The development and construction of clinical proton therapy centers has almost become the norm for any major cancer treatment center. Roughly 58 proton centers are currently operating throughout the world, and an estimated 52 (this number could be greater) are currently being built or are planned for construction. With the recent emergence of so many proton centers more so than ever, one would think the use of protons in cancer is a new form of treatment. However, the truth of the matter is it’s basically the opposite.
In 1946, physicist Robert R. Wilson Ph.D. first published the idea, techniques, and basic fundamentals of using protons in the treatment of cancer (Radiological Use of Fast Protons, Radiology 1946:47:487-91). The first attempts to use protons as treatment for cancer in humans was not attempted until the 1950s at the University of California Lawrence Berkley Laboratory. However, due to lack in technology and low energy accelerators, protons were not able to penetrate deep into the body and limited areas of treatment. About 40 years went by, and in 1990 the Loma Linda University Medical Center applied a dedicated proton medical device which incorporated a small rotational gantry (The proton treatment center at Loma Linda University Medical Center: rationale for and description of its development. Int J Radiat Oncol Biol Phys. 1992). The development of this system marked the beginning of a movement in cancer treatment to incorporate proton therapy as a treatment option for patients. Since then, systems have adapted new technologies like 4D-CT and image guidance for increased targeting and accuracy. Despite these integral advancement, the underlying cellular/molecular interactions, biological mechanisms, as well as effects on tumors and normal tissue are poorly understood.

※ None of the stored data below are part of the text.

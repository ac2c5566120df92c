//! HTTP client for the Mesa REST API

use crate::{ClientConfig, ClientError, ClientResult};
use parking_lot::RwLock;
use reqwest::{Client, StatusCode};
use serde::de::DeserializeOwned;
use shared::error::ApiError;

/// HTTP client for making requests to the Mesa server.
///
/// The bearer token lives behind a lock so a signed-in engine can install
/// it on the shared client without taking `&mut self`.
#[derive(Debug)]
pub struct HttpClient {
    client: Client,
    base_url: String,
    token: RwLock<Option<String>>,
}

impl HttpClient {
    /// Create a new HTTP client from configuration
    pub fn new(config: &ClientConfig) -> Self {
        let client = Client::builder()
            .timeout(std::time::Duration::from_secs(config.timeout))
            .build()
            .expect("Failed to build HTTP client");

        Self {
            client,
            base_url: config.base_url.clone(),
            token: RwLock::new(config.token.clone()),
        }
    }

    /// Install or clear the bearer token
    pub fn set_token(&self, token: Option<String>) {
        *self.token.write() = token;
    }

    /// Get the current token
    pub fn token(&self) -> Option<String> {
        self.token.read().clone()
    }

    /// Build authorization header value
    fn auth_header(&self) -> Option<String> {
        self.token.read().as_ref().map(|t| format!("Bearer {}", t))
    }

    fn url(&self, path: &str) -> String {
        format!("{}/{}", self.base_url.trim_end_matches('/'), path)
    }

    /// Make a GET request
    pub async fn get<T: DeserializeOwned>(&self, path: &str) -> ClientResult<T> {
        let mut request = self.client.get(self.url(path));

        if let Some(auth) = self.auth_header() {
            request = request.header(reqwest::header::AUTHORIZATION, auth);
        }

        let response = request.send().await?;
        Self::handle_response(response).await
    }

    /// Make a POST request with JSON body
    pub async fn post<T: DeserializeOwned, B: serde::Serialize>(
        &self,
        path: &str,
        body: &B,
    ) -> ClientResult<T> {
        let mut request = self.client.post(self.url(path)).json(body);

        if let Some(auth) = self.auth_header() {
            request = request.header(reqwest::header::AUTHORIZATION, auth);
        }

        let response = request.send().await?;
        Self::handle_response(response).await
    }

    /// Make a POST request without body
    pub async fn post_empty<T: DeserializeOwned>(&self, path: &str) -> ClientResult<T> {
        let mut request = self.client.post(self.url(path));

        if let Some(auth) = self.auth_header() {
            request = request.header(reqwest::header::AUTHORIZATION, auth);
        }

        let response = request.send().await?;
        Self::handle_response(response).await
    }

    /// Make a POST request without body, discarding any response body
    pub async fn post_no_content(&self, path: &str) -> ClientResult<()> {
        let mut request = self.client.post(self.url(path));

        if let Some(auth) = self.auth_header() {
            request = request.header(reqwest::header::AUTHORIZATION, auth);
        }

        let response = request.send().await?;
        let status = response.status();
        if !status.is_success() {
            let text = response.text().await?;
            return Err(Self::map_error(status, text));
        }
        Ok(())
    }

    /// Make a PUT request with JSON body
    pub async fn put<T: DeserializeOwned, B: serde::Serialize>(
        &self,
        path: &str,
        body: &B,
    ) -> ClientResult<T> {
        let mut request = self.client.put(self.url(path)).json(body);

        if let Some(auth) = self.auth_header() {
            request = request.header(reqwest::header::AUTHORIZATION, auth);
        }

        let response = request.send().await?;
        Self::handle_response(response).await
    }

    /// Make a PUT request without body
    pub async fn put_empty<T: DeserializeOwned>(&self, path: &str) -> ClientResult<T> {
        let mut request = self.client.put(self.url(path));

        if let Some(auth) = self.auth_header() {
            request = request.header(reqwest::header::AUTHORIZATION, auth);
        }

        let response = request.send().await?;
        Self::handle_response(response).await
    }

    /// Handle the HTTP response
    async fn handle_response<T: DeserializeOwned>(response: reqwest::Response) -> ClientResult<T> {
        let status = response.status();

        if !status.is_success() {
            let text = response.text().await?;
            return Err(Self::map_error(status, text));
        }

        response.json().await.map_err(Into::into)
    }

    /// Map a failed response to a client error. Bodies carrying a structured
    /// [`ApiError`] keep their code and details; plain bodies map by status.
    fn map_error(status: StatusCode, text: String) -> ClientError {
        if let Ok(api) = serde_json::from_str::<ApiError>(&text) {
            return match status {
                StatusCode::UNAUTHORIZED => ClientError::Unauthorized,
                StatusCode::FORBIDDEN => ClientError::Forbidden(api.message),
                StatusCode::NOT_FOUND => ClientError::NotFound(api.message),
                StatusCode::CONFLICT => ClientError::Conflict(api.message),
                _ => ClientError::Api(api),
            };
        }

        match status {
            StatusCode::UNAUTHORIZED => ClientError::Unauthorized,
            StatusCode::FORBIDDEN => ClientError::Forbidden(text),
            StatusCode::NOT_FOUND => ClientError::NotFound(text),
            StatusCode::CONFLICT => ClientError::Conflict(text),
            StatusCode::BAD_REQUEST => ClientError::Validation(text),
            _ => ClientError::Internal(text),
        }
    }
}

#[cfg(test)]
mod tests {
    use super::*;
    use shared::error::ErrorCode;

    #[test]
    fn structured_conflict_body_maps_to_conflict() {
        let body = serde_json::to_string(&ApiError::new(ErrorCode::OrderAlreadyClaimed)).unwrap();
        let err = HttpClient::map_error(StatusCode::CONFLICT, body);
        assert!(matches!(err, ClientError::Conflict(_)));
        assert!(err.is_conflict());
    }

    #[test]
    fn structured_validation_body_keeps_code_and_details() {
        let api = ApiError::validation("customerEmail is required")
            .with_detail("field", "customerEmail");
        let body = serde_json::to_string(&api).unwrap();
        let err = HttpClient::map_error(StatusCode::BAD_REQUEST, body);
        match err {
            ClientError::Api(decoded) => {
                assert_eq!(decoded.code, ErrorCode::ValidationFailed);
                assert!(decoded.details.is_some());
            }
            other => panic!("expected Api error, got {other:?}"),
        }
    }

    #[test]
    fn plain_bodies_map_by_status() {
        let err = HttpClient::map_error(StatusCode::NOT_FOUND, "gone".to_string());
        assert!(matches!(err, ClientError::NotFound(msg) if msg == "gone"));

        let err = HttpClient::map_error(StatusCode::UNAUTHORIZED, String::new());
        assert!(matches!(err, ClientError::Unauthorized));

        let err = HttpClient::map_error(StatusCode::INTERNAL_SERVER_ERROR, "boom".to_string());
        assert!(matches!(err, ClientError::Internal(_)));
    }
}
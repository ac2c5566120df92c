// mesa-client/examples/track_order.rs
// Customer journey example: place (or resume) an order and watch it progress

use mesa_client::{
    ClientConfig, OrderCreate, OrderItem, OrderSource, OrderStatus, StoreChange, SyncEngine,
};

#[tokio::main]
async fn main() -> Result<(), Box<dyn std::error::Error>> {
    tracing_subscriber::fmt::init();

    let args: Vec<String> = std::env::args().collect();
    if args.len() < 4 {
        println!("Usage: {} <table_id> <customer_name> <customer_email>", args[0]);
        println!("  Example: {} t1 Ana ana@example.com", args[0]);
        println!("  Server comes from MESA_BASE_URL / MESA_EVENT_ADDR");
        return Ok(());
    }

    let table_id = &args[1];
    let name = &args[2];
    let email = &args[3];

    let engine = SyncEngine::new(ClientConfig::from_env());

    // Push is best effort; the poll loop covers us when the stream is down
    if let Err(e) = engine.connect_events().await {
        tracing::warn!("Event stream unavailable: {}", e);
    }

    // Resume the open order for this table + email, or place a new one
    let order = match engine.resume_order(table_id, email).await? {
        Some(order) => {
            tracing::info!("Resuming order {} ({})", order.id, order.status);
            order
        }
        None => {
            let table_name = std::env::var("MESA_TABLE_NAME")
                .unwrap_or_else(|_| format!("Table {}", table_id));
            let items = vec![
                OrderItem::new("m-paella", "Paella", 2, 14.5, vec![], None),
                OrderItem::new("m-agua", "Agua con gas", 1, 2.0, vec![], None),
            ];
            let payload = OrderCreate::new(
                table_id.as_str(),
                table_name,
                name.as_str(),
                Some(email.clone()),
                items,
                OrderSource::Customer,
            );
            let order = engine.place_order(payload).await?;
            tracing::info!("Order {} placed, total {:.2}", order.id, order.total_amount);
            order
        }
    };

    let _poll = engine.track_order(&order.id).await?;
    let mut changes = engine.subscribe();

    loop {
        match changes.recv().await {
            Ok(StoreChange::Order(o)) if o.id == order.id => {
                tracing::info!(
                    "Order {} is {} ({:.0}%)",
                    o.id,
                    o.status,
                    o.progress() * 100.0
                );
                if o.status == OrderStatus::Completed {
                    break;
                }
            }
            Ok(StoreChange::OrdersEvicted(ids)) if ids.contains(&order.id) => {
                tracing::warn!("Order {} is gone from the server", order.id);
                break;
            }
            Ok(_) => {}
            Err(tokio::sync::broadcast::error::RecvError::Lagged(n)) => {
                tracing::warn!("Change stream lagged by {}", n);
            }
            Err(_) => break,
        }
    }

    Ok(())
}
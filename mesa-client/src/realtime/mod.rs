//! Push event stream
//!
//! The server pushes [`shared::EventFrame`] updates over a length-prefixed
//! TCP stream. [`EventClient`] decodes frames into [`shared::PushEvent`]s
//! and fans them out on a broadcast channel. The transport is swappable so
//! tests can drive the client from an in-process channel pair.

mod client;
mod transport;

pub use client::EventClient;
pub use transport::{EventTransport, MemoryEventTransport, TcpEventTransport};

use shared::event::EventDecodeError;
use thiserror::Error;

/// Event stream error type
#[derive(Debug, Error)]
pub enum EventError {
    /// Connection failed or dropped
    #[error("Connection error: {0}")]
    Connection(String),

    /// IO error on the stream
    #[error("IO error: {0}")]
    Io(#[from] std::io::Error),

    /// Frame could not be decoded
    #[error("Invalid frame: {0}")]
    InvalidFrame(#[from] serde_json::Error),

    /// Frame decoded but named no known event
    #[error(transparent)]
    Decode(#[from] EventDecodeError),
}
//! HTTP status code mapping for error codes

use super::codes::ErrorCode;
use http::StatusCode;

impl ErrorCode {
    /// Get the appropriate HTTP status code for this error code
    pub fn http_status(&self) -> StatusCode {
        match self {
            // Success
            Self::Success => StatusCode::OK,

            // 404 Not Found
            Self::NotFound
            | Self::OrderNotFound
            | Self::CallNotFound
            | Self::TableNotFound => StatusCode::NOT_FOUND,

            // 409 Conflict (claim races, illegal transitions, terminal states)
            Self::AlreadyExists
            | Self::OrderAlreadyClaimed
            | Self::OrderNotClaimed
            | Self::OrderNotPending
            | Self::InvalidStatusTransition
            | Self::OrderAlreadyCompleted
            | Self::CallAlreadyClaimed
            | Self::CallNotClaimed
            | Self::CallAlreadyCompleted
            | Self::TableOccupied => StatusCode::CONFLICT,

            // 401 Unauthorized
            Self::NotAuthenticated
            | Self::InvalidCredentials
            | Self::TokenExpired
            | Self::TokenInvalid
            | Self::SessionExpired => StatusCode::UNAUTHORIZED,

            // 403 Forbidden
            Self::PermissionDenied | Self::RoleRequired => StatusCode::FORBIDDEN,

            // 503 Service Unavailable (transient, client can retry)
            Self::NetworkError | Self::TimeoutError => StatusCode::SERVICE_UNAVAILABLE,

            // 500 Internal Server Error
            Self::InternalError | Self::DatabaseError | Self::ConfigError => {
                StatusCode::INTERNAL_SERVER_ERROR
            }

            // 400 Bad Request (default for validation errors)
            _ => StatusCode::BAD_REQUEST,
        }
    }
}
impl SyncEngine {
    /// Engine over the HTTP backend named in the configuration
    pub fn new(config: ClientConfig) -> Self {
        let http = Arc::new(HttpClient::new(&config));
        let apis = ApiSet::http(http.clone());
        Self::assemble(config, http, apis)
    }

    /// Engine over custom API implementations (in-process fakes, tests)
    pub fn with_apis(config: ClientConfig, apis: ApiSet) -> Self {
        let http = Arc::new(HttpClient::new(&config));
        Self::assemble(config, http, apis)
    }

    fn assemble(config: ClientConfig, http: Arc<HttpClient>, apis: ApiSet) -> Self {
        let store = Arc::new(SyncStore::new());
        let session = Arc::new(SessionStore::open(&config.session_dir));
        let tracker = ActiveOrderTracker::new(session.clone());
        let reconciler = Reconciler::new(store.clone(), tracker);
        let poller = PollService::new(apis.clone(), reconciler.clone());
        let coordinator = TaskCoordinator::new(apis.clone(), reconciler.clone());

        Self {
            config,
            http,
            apis,
            store,
            session,
            reconciler,
            poller,
            coordinator,
            current_user: RwLock::new(None),
            events: Mutex::new(EventPump::default()),
        }
    }

    // ==================== Auth ====================

    /// Sign in and bring up the push stream when one is configured.
    /// A refused stream is not fatal; polling covers until it returns.
    pub async fn sign_in(&self, email: &str, password: &str) -> ClientResult<UserInfo> {
        let request = LoginRequest {
            email: email.to_string(),
            password: password.to_string(),
        };
        let response = self.apis.auth.login(&request).await?;
        self.http.set_token(Some(response.token.clone()));
        *self.current_user.write() = Some(response.user.clone());
        tracing::info!(user = %response.user.email, role = ?response.user.role, "Signed in");

        if let Some(addr) = self.config.event_addr.clone() {
            match EventClient::connect(&addr, &response.token).await {
                Ok(client) => self.attach_events(client).await,
                Err(e) => {
                    tracing::warn!(addr = %addr, "Event stream unavailable, relying on polling: {}", e);
                }
            }
        }
        Ok(response.user)
    }

    /// Sign out: stop the event pump, tell the server, drop the token
    pub async fn sign_out(&self) -> ClientResult<()> {
        self.detach_events().await;
        if let Err(e) = self.apis.auth.logout().await {
            tracing::warn!("Logout call failed: {}", e);
        }
        self.http.set_token(None);
        *self.current_user.write() = None;
        tracing::info!("Signed out");
        Ok(())
    }

    /// The signed-in user, if any
    pub fn current_user(&self) -> Option<UserInfo> {
        self.current_user.read().clone()
    }

    // ==================== Event stream ====================

    /// Connect the push stream without signing in (customer surfaces
    /// have no account)
    pub async fn connect_events(&self) -> ClientResult<()> {
        let Some(addr) = self.config.event_addr.clone() else {
            return Ok(());
        };
        let token = self.http.token().unwrap_or_default();
        let client = EventClient::connect(&addr, &token).await?;
        self.attach_events(client).await;
        Ok(())
    }

    /// Attach a connected event client and pump its events into the
    /// reconciler. Re-attaching replaces the previous pump, so a reconnect
    /// never leaves two pumps applying the same stream.
    pub async fn attach_events(&self, client: EventClient) {
        let mut pump = self.events.lock().await;
        if let Some(task) = pump.task.take() {
            task.abort();
        }
        if let Some(old) = pump.client.take() {
            let _ = old.close().await;
        }

        let mut rx = client.subscribe();
        let reconciler = self.reconciler.clone();
        let task = tokio::spawn(async move {
            loop {
                match rx.recv().await {
                    Ok(event) => reconciler.apply_event(event),
                    Err(broadcast::error::RecvError::Lagged(missed)) => {
                        tracing::warn!(missed, "Event pump lagged; poll loops will reconcile");
                    }
                    Err(broadcast::error::RecvError::Closed) => break,
                }
            }
        });

        pump.client = Some(client);
        pump.task = Some(task);
    }

    /// Stop the event pump and close the stream
    pub async fn detach_events(&self) {
        let mut pump = self.events.lock().await;
        if let Some(task) = pump.task.take() {
            task.abort();
        }
        if let Some(client) = pump.client.take() {
            let _ = client.close().await;
        }
    }

    // ==================== Polling ====================

    fn interval_for(&self, scope: &PollScope) -> Duration {
        match scope {
            PollScope::WaiterTasks => self.config.task_poll,
            PollScope::KitchenQueue => self.config.queue_poll,
            PollScope::CustomerOrder { .. } => self.config.task_poll,
            PollScope::Tables => self.config.table_poll,
        }
    }

    /// Start the polling fallback for a scope at its configured interval
    pub fn start_polling(&self, scope: PollScope) -> PollHandle {
        let every = self.interval_for(&scope);
        self.poller.start(scope, every)
    }

    /// Fetch a scope once (initial load, manual refresh)
    pub async fn refresh(&self, scope: &PollScope) -> ClientResult<()> {
        self.poller.poll_once(scope).await
    }

    // ==================== Customer flow ====================

    /// Place an order and remember it as this (table, email)'s active order
    pub async fn place_order(&self, payload: OrderCreate) -> ClientResult<Order> {
        let order = self.apis.orders.create(&payload).await?;
        tracing::info!(order_id = %order.id, table_id = %order.table_id, "Order placed");
        self.reconciler.apply_order(order.clone());
        if let Some(email) = order.customer_email.as_deref() {
            self.session
                .record_active_order(&order.table_id, email, &order.id)?;
            self.session.remember_email(&order.table_id, email)?;
        }
        Ok(order)
    }

    /// The order this (table, email) pair should resume tracking.
    ///
    /// The persisted session is checked first; a dead reference is cleared
    /// and the server is asked for open orders at the table instead. A
    /// transport failure propagates without touching the session, so a
    /// network blip cannot end a live one.
    pub async fn resume_order(
        &self,
        table_id: &str,
        customer_email: &str,
    ) -> ClientResult<Option<Order>> {
        if let Some(order_id) = self.session.active_order(table_id, customer_email) {
            match self.apis.orders.get(&order_id).await {
                Ok(order) if order.status.is_open() => {
                    self.reconciler.apply_order(order.clone());
                    return Ok(Some(order));
                }
                Ok(order) => {
                    // Closed while we were away; the tracker clears the session
                    self.reconciler.apply_order(order);
                }
                Err(ClientError::NotFound(_)) => {
                    self.reconciler.order_missing(&order_id);
                }
                Err(e) => return Err(e),
            }
        }
        self.find_open_order(table_id, customer_email).await
    }

    /// Ask the server whether this (table, email) already has an open
    /// order. Covers a lost session file.
    async fn find_open_order(
        &self,
        table_id: &str,
        customer_email: &str,
    ) -> ClientResult<Option<Order>> {
        let filter = OrderFilter::table(table_id).with_statuses(&OrderStatus::OPEN);
        let orders = self.apis.orders.list(&filter).await?;
        for order in orders {
            if order.customer_email.as_deref() == Some(customer_email) {
                self.reconciler.apply_order(order.clone());
                self.session
                    .record_active_order(table_id, customer_email, &order.id)?;
                return Ok(Some(order));
            }
        }
        Ok(None)
    }

    /// Prime the cache for one order and keep it fresh
    pub async fn track_order(&self, order_id: &str) -> ClientResult<PollHandle> {
        let scope = PollScope::CustomerOrder {
            order_id: order_id.to_string(),
        };
        self.refresh(&scope).await?;
        Ok(self.start_polling(scope))
    }

    /// Progress of a cached order, 0.0 at pending to 1.0 at completed
    pub fn order_progress(&self, order_id: &str) -> Option<f32> {
        self.store.order(order_id).map(|o| o.progress())
    }

    /// Place a call request (bill, napkins, cleaning)
    pub async fn place_call(&self, payload: CallRequestCreate) -> ClientResult<CallRequest> {
        let call = self.apis.calls.create(&payload).await?;
        tracing::info!(call_id = %call.id, kind = %call.kind, "Call request placed");
        self.reconciler.apply_call(call.clone());
        Ok(call)
    }

    /// Last email used at this table, for prefill
    pub fn saved_email(&self, table_id: &str) -> Option<String> {
        self.session.saved_email(table_id)
    }

    // ==================== Tables ====================

    /// Seat occupants at a table (customer landing flow)
    pub async fn occupy_table(
        &self,
        table_id: &str,
        occupants: Vec<TableOccupant>,
    ) -> ClientResult<DiningTable> {
        let table = self
            .apis
            .tables
            .update(table_id, &DiningTableUpdate::occupy(occupants))
            .await?;
        self.reconciler.apply_table(table.clone());
        Ok(table)
    }

    /// Mark a table available again (staff flow). Every session at it ends.
    pub async fn vacate_table(&self, table_id: &str) -> ClientResult<DiningTable> {
        let table = self
            .apis
            .tables
            .update(table_id, &DiningTableUpdate::vacate())
            .await?;
        tracing::info!(table_id = %table.id, "Table vacated");
        self.reconciler.apply_table(table.clone());
        Ok(table)
    }

    // ==================== Views ====================

    /// A waiter's live task feed over the shared store
    pub fn task_feed(&self, waiter_id: impl Into<String>) -> TaskFeed {
        TaskFeed::new(self.store.clone(), waiter_id)
    }

    /// Claims, releases and lifecycle transitions
    pub fn coordinator(&self) -> &TaskCoordinator {
        &self.coordinator
    }

    /// The shared record cache
    pub fn store(&self) -> &Arc<SyncStore> {
        &self.store
    }

    /// The persisted customer session
    pub fn session(&self) -> &Arc<SessionStore> {
        &self.session
    }

    /// Change notifications from the record cache
    pub fn subscribe(&self) -> broadcast::Receiver<StoreChange> {
        self.store.subscribe()
    }
}
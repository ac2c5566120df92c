//! Data models
//!
//! Shared vocabulary between the sync engine and the backend API.
//! All IDs are opaque server-assigned strings; wire format is camelCase
//! JSON with RFC 3339 timestamps.

pub mod call_request;
pub mod dining_table;
pub mod order;

// Re-exports
pub use call_request::*;
pub use dining_table::*;
pub use order::*;
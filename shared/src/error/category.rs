//! Error category classification

use super::codes::ErrorCode;
use serde::{Deserialize, Serialize};

/// Error category classification based on error code ranges
///
/// Categories are determined by the leading digit of the error code:
/// - 0xxx: General errors
/// - 1xxx: Authentication errors
/// - 2xxx: Permission errors
/// - 4xxx: Order errors
/// - 5xxx: Call request errors
/// - 7xxx: Table errors
/// - 9xxx: System errors
#[derive(Debug, Clone, Copy, PartialEq, Eq, Hash, Serialize, Deserialize)]
#[serde(rename_all = "snake_case")]
pub enum ErrorCategory {
    /// General errors (0xxx)
    General,
    /// Authentication errors (1xxx)
    Auth,
    /// Permission errors (2xxx)
    Permission,
    /// Order errors (4xxx)
    Order,
    /// Call request errors (5xxx)
    CallRequest,
    /// Table errors (7xxx)
    Table,
    /// System errors (9xxx)
    System,
}

impl ErrorCategory {
    /// Determine category from error code value
    pub fn from_code(code: u16) -> Self {
        match code {
            0..1000 => Self::General,
            1000..2000 => Self::Auth,
            2000..3000 => Self::Permission,
            4000..5000 => Self::Order,
            5000..6000 => Self::CallRequest,
            7000..8000 => Self::Table,
            _ => Self::System,
        }
    }

    /// Get the string name for this category
    pub fn name(&self) -> &'static str {
        match self {
            Self::General => "general",
            Self::Auth => "auth",
            Self::Permission => "permission",
            Self::Order => "order",
            Self::CallRequest => "call_request",
            Self::Table => "table",
            Self::System => "system",
        }
    }
}

impl ErrorCode {
    /// Get the category for this error code
    pub fn category(&self) -> ErrorCategory {
        ErrorCategory::from_code(self.code())
    }
}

Recently, an initiative by the radiation oncology department at the University of Washington, led by medical physicist Eric Ford, set out to gain a better understanding of the biological interactions behind proton therapy. With the help of Xstrahl through modifications of the SARRP design, Ford and his group were able to integrate their SARRP into the proton beam line. Since the existing cyclotron is one of low energy and originally established for neutron therapy, the beam was easily attenuated to accommodate small animal research. The resultant system has been termed the UW Precision Preclinical Particle Radiotherapy Platform (PPPRP). The initial study was proof of concept based and yielded a publication in Physics in Medicine & Biology at the end of 2016. Titled “An image-guided precision proton radiation platform for preclinical in vivo research”, Ford et al. investigated the feasibility of integrating the SARRP into the proton beam line (image above), beam properties comparing the actual beam and monte carlo simulations, beam uniformity in the field, isocenter accuracy, Bragg Peak detection, and dose to collimator distance.
The authors conclude that their “dosimetric characterization and Monte Carlo modeling demonstrate that it is possible to adapt an existing cyclotron system to deliver a proton beam that is suitable for radiobiology research. In addition, they have shown that this proton beam can be coupled to the SARRP system to deliver an image-guided proton therapy beam which is well-suited to preclinical in vivo studies. Overall the resulting system can help advance the radiobiological study of proton therapy and support the translation of laboratory findings into the clinic.”
In the world of preclinical radiobiology, characterization of image guided proton therapy in a preclinical model is extremely exciting news. In addition to the SARRP at University of Washington, the SARRP at the University of Pennsylvania has been moved into their proton center. The project is currently underway to be fully integrated into the beam line. The diligence by SARRP users and the scientific community to push the envelope, and better characterize biological unknowns is what makes research so incredible. I am more than excited to see what comes next. Will your lab have the next proton SARRP?